## Assignment
All of the data beneath this instruction is to be transcribed word for word.

## Recorded information

*-*-*

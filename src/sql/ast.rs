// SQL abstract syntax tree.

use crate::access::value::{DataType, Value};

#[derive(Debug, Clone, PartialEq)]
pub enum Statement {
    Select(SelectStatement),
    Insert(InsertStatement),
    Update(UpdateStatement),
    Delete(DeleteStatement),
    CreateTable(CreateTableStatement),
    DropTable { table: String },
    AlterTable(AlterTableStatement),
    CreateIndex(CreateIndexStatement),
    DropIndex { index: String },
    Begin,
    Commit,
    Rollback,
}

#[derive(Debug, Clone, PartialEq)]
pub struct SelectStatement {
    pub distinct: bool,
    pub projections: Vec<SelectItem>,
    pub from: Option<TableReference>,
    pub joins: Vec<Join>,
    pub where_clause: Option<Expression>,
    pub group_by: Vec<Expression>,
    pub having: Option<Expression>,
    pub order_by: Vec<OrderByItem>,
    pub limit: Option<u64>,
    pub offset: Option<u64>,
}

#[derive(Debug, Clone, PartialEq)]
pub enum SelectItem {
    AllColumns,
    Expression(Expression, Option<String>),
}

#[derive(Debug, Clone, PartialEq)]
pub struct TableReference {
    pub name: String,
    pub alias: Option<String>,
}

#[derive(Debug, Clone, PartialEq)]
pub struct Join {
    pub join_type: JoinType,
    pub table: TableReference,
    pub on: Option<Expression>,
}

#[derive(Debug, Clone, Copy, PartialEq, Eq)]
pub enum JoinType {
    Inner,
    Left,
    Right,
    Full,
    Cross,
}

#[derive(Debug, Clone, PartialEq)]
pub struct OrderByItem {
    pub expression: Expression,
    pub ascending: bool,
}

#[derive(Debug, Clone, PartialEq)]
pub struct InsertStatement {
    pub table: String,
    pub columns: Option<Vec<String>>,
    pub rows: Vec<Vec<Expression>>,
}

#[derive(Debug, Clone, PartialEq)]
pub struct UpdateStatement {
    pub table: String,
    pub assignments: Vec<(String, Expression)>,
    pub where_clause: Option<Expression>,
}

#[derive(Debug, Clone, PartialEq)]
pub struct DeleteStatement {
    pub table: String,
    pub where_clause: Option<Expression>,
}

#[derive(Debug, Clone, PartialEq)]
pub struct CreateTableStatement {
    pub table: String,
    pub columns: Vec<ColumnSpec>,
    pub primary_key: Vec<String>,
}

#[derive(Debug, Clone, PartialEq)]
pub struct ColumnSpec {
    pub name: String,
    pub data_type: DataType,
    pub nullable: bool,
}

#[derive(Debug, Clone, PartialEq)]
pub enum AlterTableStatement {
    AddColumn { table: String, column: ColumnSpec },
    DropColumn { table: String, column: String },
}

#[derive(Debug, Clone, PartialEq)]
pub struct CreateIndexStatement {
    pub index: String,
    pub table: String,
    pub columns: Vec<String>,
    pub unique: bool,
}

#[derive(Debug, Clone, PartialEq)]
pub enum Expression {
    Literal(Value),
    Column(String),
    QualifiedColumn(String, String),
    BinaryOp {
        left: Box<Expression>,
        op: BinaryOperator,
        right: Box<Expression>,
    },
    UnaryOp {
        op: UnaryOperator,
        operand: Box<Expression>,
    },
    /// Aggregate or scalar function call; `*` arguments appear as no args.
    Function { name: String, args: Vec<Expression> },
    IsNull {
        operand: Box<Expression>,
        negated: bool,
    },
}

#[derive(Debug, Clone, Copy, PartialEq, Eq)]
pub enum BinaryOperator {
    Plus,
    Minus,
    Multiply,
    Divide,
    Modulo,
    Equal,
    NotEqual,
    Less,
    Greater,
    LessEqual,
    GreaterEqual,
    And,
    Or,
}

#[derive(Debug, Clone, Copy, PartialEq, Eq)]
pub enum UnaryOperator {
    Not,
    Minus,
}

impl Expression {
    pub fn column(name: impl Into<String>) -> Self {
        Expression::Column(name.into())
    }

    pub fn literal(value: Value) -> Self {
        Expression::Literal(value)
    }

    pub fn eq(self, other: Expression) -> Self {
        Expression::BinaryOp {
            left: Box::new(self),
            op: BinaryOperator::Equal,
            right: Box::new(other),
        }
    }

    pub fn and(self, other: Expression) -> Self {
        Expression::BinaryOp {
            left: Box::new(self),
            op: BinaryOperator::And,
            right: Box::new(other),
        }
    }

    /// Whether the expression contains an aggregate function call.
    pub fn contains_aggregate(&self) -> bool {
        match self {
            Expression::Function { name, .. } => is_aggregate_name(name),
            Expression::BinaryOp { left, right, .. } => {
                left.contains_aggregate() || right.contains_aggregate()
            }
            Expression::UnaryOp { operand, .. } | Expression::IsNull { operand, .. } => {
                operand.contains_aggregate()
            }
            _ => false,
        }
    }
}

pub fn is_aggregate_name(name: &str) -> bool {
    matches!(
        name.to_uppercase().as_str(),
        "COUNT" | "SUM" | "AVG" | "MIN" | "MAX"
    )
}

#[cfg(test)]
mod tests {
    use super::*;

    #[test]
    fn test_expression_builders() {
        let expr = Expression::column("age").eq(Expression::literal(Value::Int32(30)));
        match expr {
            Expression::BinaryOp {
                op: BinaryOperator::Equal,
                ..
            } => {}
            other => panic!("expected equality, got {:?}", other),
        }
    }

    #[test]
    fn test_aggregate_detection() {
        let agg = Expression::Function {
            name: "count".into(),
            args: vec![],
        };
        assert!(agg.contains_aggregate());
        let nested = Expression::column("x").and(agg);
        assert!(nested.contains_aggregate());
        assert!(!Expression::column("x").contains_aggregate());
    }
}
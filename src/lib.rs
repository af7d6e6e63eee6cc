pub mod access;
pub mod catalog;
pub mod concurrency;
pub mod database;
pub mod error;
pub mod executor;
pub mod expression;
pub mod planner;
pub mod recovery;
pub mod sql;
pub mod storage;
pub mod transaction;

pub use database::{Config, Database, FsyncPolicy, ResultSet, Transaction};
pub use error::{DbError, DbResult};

*-*-*

## Reply to the task
filename src/sql/ast.rs
// SQL abstract syntax tree.

use crate::access::value::{DataType, Value};

#[derive(Debug, Clone, PartialEq)]
pub enum Statement {
    Select(SelectStatement),
    Insert(InsertStatement),
    Update(UpdateStatement),
    Delete(DeleteStatement),
    CreateTable(CreateTableStatement),
    DropTable { table: String },
    AlterTable(AlterTableStatement),
    CreateIndex(CreateIndexStatement),
    DropIndex { index: String },
    Begin,
    Commit,
    Rollback,
}

#[derive(Debug, Clone, PartialEq)]
pub struct SelectStatement {
    pub distinct: bool,
    pub projections: Vec<SelectItem>,
    pub from: Option<TableReference>,
    pub joins: Vec<Join>,
    pub where_clause: Option<Expression>,
    pub group_by: Vec<Expression>,
    pub having: Option<Expression>,
    pub order_by: Vec<OrderByItem>,
    pub limit: Option<u64>,
    pub offset: Option<u64>,
}

#[derive(Debug, Clone, PartialEq)]
pub enum SelectItem {
    AllColumns,
    Expression(Expression, Option<String>),
}

#[derive(Debug, Clone, PartialEq)]
pub struct TableReference {
    pub name: String,
    pub alias: Option<String>,
}

#[derive(Debug, Clone, PartialEq)]
pub struct Join {
    pub join_type: JoinType,
    pub table: TableReference,
    pub on: Option<Expression>,
}

#[derive(Debug, Clone, Copy, PartialEq, Eq)]
pub enum JoinType {
    Inner,
    Left,
    Right,
    Full,
    Cross,
}

#[derive(Debug, Clone, PartialEq)]
pub struct OrderByItem {
    pub expression: Expression,
    pub ascending: bool,
}

#[derive(Debug, Clone, PartialEq)]
pub struct InsertStatement {
    pub table: String,
    pub columns: Option<Vec<String>>,
    pub rows: Vec<Vec<Expression>>,
}

#[derive(Debug, Clone, PartialEq)]
pub struct UpdateStatement {
    pub table: String,
    pub assignments: Vec<(String, Expression)>,
    pub where_clause: Option<Expression>,
}

#[derive(Debug, Clone, PartialEq)]
pub struct DeleteStatement {
    pub table: String,
    pub where_clause: Option<Expression>,
}

#[derive(Debug, Clone, PartialEq)]
pub struct CreateTableStatement {
    pub table: String,
    pub columns: Vec<ColumnSpec>,
    pub primary_key: Vec<String>,
}

#[derive(Debug, Clone, PartialEq)]
pub struct ColumnSpec {
    pub name: String,
    pub data_type: DataType,
    pub nullable: bool,
}

#[derive(Debug, Clone, PartialEq)]
pub enum AlterTableStatement {
    AddColumn { table: String, column: ColumnSpec },
    DropColumn { table: String, column: String },
}

#[derive(Debug, Clone, PartialEq)]
pub struct CreateIndexStatement {
    pub index: String,
    pub table: String,
    pub columns: Vec<String>,
    pub unique: bool,
}

#[derive(Debug, Clone, PartialEq)]
pub enum Expression {
    Literal(Value),
    Column(String),
    QualifiedColumn(String, String),
    BinaryOp {
        left: Box<Expression>,
        op: BinaryOperator,
        right: Box<Expression>,
    },
    UnaryOp {
        op: UnaryOperator,
        operand: Box<Expression>,
    },
    /// Aggregate or scalar function call; `*` arguments appear as no args.
    Function { name: String, args: Vec<Expression> },
    IsNull {
        operand: Box<Expression>,
        negated: bool,
    },
}

#[derive(Debug, Clone, Copy, PartialEq, Eq)]
pub enum BinaryOperator {
    Plus,
    Minus,
    Multiply,
    Divide,
    Modulo,
    Equal,
    NotEqual,
    Less,
    Greater,
    LessEqual,
    GreaterEqual,
    And,
    Or,
}

#[derive(Debug, Clone, Copy, PartialEq, Eq)]
pub enum UnaryOperator {
    Not,
    Minus,
}

impl Expression {
    pub fn column(name: impl Into<String>) -> Self {
        Expression::Column(name.into())
    }

    pub fn literal(value: Value) -> Self {
        Expression::Literal(value)
    }

    pub fn eq(self, other: Expression) -> Self {
        Expression::BinaryOp {
            left: Box::new(self),
            op: BinaryOperator::Equal,
            right: Box::new(other),
        }
    }

    pub fn and(self, other: Expression) -> Self {
        Expression::BinaryOp {
            left: Box::new(self),
            op: BinaryOperator::And,
            right: Box::new(other),
        }
    }

    /// Whether the expression contains an aggregate function call.
    pub fn contains_aggregate(&self) -> bool {
        match self {
            Expression::Function { name, .. } => is_aggregate_name(name),
            Expression::BinaryOp { left, right, .. } => {
                left.contains_aggregate() || right.contains_aggregate()
            }
            Expression::UnaryOp { operand, .. } | Expression::IsNull { operand, .. } => {
                operand.contains_aggregate()
            }
            _ => false,
        }
    }
}

pub fn is_aggregate_name(name: &str) -> bool {
    matches!(
        name.to_uppercase().as_str(),
        "COUNT" | "SUM" | "AVG" | "MIN" | "MAX"
    )
}

#[cfg(test)]
mod tests {
    use super::*;

    #[test]
    fn test_expression_builders() {
        let expr = Expression::column("age").eq(Expression::literal(Value::Int32(30)));
        match expr {
            Expression::BinaryOp {
                op: BinaryOperator::Equal,
                ..
            } => {}
            other => panic!("expected equality, got {:?}", other),
        }
    }

    #[test]
    fn test_aggregate_detection() {
        let agg = Expression::Function {
            name: "count".into(),
            args: vec![],
        };
        assert!(agg.contains_aggregate());
        let nested = Expression::column("x").and(agg);
        assert!(nested.contains_aggregate());
        assert!(!Expression::column("x").contains_aggregate());
    }
}
filename src/lib.rs
repository af7d6e6e63eee6cc
pub mod access;
pub mod catalog;
pub mod concurrency;
pub mod database;
pub mod error;
pub mod executor;
pub mod expression;
pub mod planner;
pub mod recovery;
pub mod sql;
pub mod storage;
pub mod transaction;

pub use database::{Config, Database, FsyncPolicy, ResultSet, Transaction};
pub use error::{DbError, DbResult};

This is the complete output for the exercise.